Task requirements>
Whenever a line in the data holds the string "filename", copy that line.

Data in this exercise>
== Segment start ==

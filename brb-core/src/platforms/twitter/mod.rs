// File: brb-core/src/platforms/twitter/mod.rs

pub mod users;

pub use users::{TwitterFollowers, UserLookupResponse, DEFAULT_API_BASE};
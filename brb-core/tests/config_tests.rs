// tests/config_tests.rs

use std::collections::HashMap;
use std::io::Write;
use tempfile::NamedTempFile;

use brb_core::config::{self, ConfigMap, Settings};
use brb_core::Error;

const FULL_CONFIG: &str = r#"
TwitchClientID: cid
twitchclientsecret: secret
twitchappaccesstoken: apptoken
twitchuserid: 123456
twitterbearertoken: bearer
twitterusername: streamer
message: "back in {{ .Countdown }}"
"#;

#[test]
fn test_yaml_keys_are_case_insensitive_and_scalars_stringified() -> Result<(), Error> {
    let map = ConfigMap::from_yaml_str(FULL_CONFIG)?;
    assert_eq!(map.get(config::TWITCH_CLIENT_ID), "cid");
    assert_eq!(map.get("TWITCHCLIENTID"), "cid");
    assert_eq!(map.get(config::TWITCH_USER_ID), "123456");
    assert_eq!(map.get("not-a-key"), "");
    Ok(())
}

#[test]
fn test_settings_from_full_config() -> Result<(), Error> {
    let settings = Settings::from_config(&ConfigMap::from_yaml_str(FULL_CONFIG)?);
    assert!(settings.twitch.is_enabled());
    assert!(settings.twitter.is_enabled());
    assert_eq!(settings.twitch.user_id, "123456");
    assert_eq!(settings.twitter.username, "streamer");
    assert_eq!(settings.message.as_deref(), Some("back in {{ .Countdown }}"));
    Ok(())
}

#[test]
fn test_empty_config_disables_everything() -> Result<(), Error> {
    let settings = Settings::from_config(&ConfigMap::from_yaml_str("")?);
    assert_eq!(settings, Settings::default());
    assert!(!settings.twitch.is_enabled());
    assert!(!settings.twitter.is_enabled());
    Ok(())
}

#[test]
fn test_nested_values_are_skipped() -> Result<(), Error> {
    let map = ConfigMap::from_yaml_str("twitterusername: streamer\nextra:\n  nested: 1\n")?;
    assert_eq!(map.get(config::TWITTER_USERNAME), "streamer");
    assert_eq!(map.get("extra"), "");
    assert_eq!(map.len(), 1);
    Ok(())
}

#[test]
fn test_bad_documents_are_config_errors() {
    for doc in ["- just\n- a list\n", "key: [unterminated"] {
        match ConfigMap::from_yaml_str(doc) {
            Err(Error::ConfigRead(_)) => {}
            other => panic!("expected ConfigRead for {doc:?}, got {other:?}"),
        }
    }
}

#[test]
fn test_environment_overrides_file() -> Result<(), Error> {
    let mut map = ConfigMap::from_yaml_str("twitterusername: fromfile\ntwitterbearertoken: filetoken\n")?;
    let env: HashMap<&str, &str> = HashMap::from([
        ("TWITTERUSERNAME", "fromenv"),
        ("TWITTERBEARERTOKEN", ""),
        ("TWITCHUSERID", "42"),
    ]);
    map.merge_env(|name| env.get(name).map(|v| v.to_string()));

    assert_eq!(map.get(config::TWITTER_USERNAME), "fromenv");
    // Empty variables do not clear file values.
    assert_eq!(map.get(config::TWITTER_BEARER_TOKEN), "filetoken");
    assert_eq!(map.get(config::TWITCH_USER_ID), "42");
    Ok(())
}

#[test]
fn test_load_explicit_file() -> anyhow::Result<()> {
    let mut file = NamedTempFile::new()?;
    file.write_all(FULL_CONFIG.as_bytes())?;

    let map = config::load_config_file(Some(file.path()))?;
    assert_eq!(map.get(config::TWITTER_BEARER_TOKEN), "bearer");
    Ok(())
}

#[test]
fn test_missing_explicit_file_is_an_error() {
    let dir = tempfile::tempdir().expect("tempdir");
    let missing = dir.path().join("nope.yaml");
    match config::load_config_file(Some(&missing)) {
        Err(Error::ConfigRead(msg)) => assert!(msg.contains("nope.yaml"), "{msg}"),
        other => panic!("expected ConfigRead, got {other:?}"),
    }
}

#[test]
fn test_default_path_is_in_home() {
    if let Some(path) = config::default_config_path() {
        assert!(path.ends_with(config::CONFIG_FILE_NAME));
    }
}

== Segment end ==
== Segment start ==

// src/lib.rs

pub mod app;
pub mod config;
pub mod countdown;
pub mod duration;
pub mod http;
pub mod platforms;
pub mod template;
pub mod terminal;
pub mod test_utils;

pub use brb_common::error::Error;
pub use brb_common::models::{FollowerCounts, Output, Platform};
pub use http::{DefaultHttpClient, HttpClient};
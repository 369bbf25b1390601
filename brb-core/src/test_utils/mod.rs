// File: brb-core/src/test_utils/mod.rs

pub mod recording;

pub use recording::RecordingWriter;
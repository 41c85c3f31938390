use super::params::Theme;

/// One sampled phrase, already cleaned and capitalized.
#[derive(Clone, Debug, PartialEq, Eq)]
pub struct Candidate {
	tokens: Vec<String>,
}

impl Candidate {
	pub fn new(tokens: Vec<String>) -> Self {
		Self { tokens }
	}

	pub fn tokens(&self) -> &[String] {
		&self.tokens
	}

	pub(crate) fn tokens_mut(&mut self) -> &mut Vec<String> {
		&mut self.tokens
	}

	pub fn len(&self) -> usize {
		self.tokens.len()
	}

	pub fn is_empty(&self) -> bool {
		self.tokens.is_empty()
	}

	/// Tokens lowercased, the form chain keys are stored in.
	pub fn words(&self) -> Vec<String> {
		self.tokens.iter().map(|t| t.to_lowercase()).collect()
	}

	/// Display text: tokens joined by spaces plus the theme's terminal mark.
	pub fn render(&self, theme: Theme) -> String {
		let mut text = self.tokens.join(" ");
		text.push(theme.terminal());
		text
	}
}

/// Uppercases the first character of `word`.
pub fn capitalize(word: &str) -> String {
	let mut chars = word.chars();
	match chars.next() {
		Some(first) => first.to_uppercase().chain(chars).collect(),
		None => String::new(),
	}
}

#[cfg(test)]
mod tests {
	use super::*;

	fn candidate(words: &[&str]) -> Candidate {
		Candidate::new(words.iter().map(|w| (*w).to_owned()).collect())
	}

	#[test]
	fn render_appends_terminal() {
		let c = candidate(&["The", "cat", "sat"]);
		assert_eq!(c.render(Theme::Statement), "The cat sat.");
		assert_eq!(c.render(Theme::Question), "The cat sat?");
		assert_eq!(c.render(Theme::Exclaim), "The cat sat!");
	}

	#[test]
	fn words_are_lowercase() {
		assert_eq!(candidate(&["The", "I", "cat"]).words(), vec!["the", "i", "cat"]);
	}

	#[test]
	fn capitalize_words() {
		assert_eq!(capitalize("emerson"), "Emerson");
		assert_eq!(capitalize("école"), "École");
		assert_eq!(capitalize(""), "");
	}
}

== Segment end ==

Exercise result>
filename brb-core/src/platforms/twitter/mod.rs
filename brb-core/tests/config_tests.rs
filename brb-core/src/test_utils/mod.rs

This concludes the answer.